# Problem to solve
Every line in the entries that holds "derive" should be identified and copied.

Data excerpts
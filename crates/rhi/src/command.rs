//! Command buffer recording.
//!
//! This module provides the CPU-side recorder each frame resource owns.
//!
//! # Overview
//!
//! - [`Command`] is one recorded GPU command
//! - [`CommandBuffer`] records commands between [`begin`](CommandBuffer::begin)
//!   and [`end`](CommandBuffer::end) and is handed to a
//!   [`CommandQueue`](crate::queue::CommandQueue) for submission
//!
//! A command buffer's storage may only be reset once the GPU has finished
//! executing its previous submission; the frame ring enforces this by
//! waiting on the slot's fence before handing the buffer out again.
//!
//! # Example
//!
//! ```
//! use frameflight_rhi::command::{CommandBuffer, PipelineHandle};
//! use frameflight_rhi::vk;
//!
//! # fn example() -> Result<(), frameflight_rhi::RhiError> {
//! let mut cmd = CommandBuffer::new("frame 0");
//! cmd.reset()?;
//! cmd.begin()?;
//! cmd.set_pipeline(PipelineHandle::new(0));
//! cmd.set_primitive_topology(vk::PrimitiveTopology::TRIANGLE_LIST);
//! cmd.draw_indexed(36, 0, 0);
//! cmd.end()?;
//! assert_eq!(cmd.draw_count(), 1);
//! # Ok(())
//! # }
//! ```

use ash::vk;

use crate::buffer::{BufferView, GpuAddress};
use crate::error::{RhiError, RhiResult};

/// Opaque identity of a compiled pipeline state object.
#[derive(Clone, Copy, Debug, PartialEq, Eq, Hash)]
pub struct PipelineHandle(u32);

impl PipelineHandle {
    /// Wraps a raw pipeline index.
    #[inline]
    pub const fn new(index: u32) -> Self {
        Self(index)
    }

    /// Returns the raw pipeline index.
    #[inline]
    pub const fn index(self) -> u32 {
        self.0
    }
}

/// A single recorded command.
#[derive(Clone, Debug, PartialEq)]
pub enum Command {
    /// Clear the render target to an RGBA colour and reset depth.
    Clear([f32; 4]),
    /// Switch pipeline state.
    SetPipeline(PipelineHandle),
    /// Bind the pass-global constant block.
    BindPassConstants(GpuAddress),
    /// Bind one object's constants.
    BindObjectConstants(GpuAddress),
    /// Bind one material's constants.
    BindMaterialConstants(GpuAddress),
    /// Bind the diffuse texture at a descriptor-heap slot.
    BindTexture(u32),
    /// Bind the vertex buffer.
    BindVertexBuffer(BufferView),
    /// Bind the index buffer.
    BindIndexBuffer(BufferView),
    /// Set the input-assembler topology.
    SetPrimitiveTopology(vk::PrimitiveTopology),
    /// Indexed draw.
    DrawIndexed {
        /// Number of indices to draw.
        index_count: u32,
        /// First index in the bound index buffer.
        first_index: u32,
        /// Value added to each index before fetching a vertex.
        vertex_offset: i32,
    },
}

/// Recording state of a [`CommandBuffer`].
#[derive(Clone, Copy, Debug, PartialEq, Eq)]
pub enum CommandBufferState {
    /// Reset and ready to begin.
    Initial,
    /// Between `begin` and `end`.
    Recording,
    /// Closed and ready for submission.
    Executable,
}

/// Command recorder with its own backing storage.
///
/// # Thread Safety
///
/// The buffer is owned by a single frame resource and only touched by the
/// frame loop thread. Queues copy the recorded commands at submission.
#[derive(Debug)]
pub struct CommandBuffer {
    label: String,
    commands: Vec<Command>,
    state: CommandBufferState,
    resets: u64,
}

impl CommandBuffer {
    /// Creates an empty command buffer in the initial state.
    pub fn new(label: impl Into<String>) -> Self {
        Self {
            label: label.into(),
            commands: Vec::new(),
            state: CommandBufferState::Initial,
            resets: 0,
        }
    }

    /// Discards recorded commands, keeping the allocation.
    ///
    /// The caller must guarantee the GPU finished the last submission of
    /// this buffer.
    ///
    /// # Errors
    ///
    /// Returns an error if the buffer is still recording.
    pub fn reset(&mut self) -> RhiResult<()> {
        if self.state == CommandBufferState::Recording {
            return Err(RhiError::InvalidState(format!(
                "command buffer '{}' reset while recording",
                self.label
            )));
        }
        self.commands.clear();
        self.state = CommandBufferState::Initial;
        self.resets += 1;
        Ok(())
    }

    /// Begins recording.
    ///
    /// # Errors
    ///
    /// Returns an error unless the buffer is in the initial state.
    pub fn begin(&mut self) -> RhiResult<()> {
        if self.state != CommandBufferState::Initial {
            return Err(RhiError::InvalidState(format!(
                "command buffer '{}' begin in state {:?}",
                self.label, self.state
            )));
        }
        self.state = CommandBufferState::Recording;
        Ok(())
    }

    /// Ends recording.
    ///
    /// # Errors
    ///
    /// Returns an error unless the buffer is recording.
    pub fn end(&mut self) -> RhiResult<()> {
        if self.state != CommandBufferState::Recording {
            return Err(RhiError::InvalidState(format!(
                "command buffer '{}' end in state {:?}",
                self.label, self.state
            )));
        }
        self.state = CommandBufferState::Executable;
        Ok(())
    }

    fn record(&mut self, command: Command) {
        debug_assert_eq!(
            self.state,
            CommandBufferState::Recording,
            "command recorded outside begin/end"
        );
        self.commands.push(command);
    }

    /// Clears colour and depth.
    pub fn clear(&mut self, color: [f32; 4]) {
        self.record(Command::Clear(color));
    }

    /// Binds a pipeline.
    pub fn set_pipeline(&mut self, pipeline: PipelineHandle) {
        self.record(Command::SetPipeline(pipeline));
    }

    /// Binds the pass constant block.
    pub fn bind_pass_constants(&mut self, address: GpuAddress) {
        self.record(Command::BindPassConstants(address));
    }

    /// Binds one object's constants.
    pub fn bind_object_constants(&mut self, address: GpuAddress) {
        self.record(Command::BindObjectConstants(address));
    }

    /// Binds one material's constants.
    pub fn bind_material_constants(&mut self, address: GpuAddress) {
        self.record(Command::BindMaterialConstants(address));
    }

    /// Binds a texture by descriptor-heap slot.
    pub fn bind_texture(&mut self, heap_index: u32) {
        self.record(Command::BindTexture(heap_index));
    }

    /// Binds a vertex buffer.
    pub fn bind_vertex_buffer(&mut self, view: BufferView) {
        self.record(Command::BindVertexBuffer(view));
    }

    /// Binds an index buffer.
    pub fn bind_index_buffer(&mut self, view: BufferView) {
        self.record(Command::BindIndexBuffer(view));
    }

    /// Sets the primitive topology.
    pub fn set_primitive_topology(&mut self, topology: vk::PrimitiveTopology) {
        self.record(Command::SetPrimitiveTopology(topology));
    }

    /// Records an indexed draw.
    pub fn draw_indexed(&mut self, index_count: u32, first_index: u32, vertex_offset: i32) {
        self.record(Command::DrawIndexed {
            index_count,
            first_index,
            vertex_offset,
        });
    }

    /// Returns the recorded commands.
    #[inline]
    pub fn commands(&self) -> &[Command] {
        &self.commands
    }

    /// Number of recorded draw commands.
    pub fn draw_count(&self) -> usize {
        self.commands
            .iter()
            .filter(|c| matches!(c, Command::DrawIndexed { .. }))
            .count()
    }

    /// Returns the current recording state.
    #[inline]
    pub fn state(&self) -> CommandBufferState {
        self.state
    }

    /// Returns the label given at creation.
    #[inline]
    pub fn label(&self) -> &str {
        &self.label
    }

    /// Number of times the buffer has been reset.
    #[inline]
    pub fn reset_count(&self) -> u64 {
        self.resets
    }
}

# Output for this exercise
#[derive(Clone, Copy, Debug, PartialEq, Eq, Hash)]
#[derive(Clone, Debug, PartialEq)]
#[derive(Clone, Copy, Debug, PartialEq, Eq)]
#[derive(Debug)]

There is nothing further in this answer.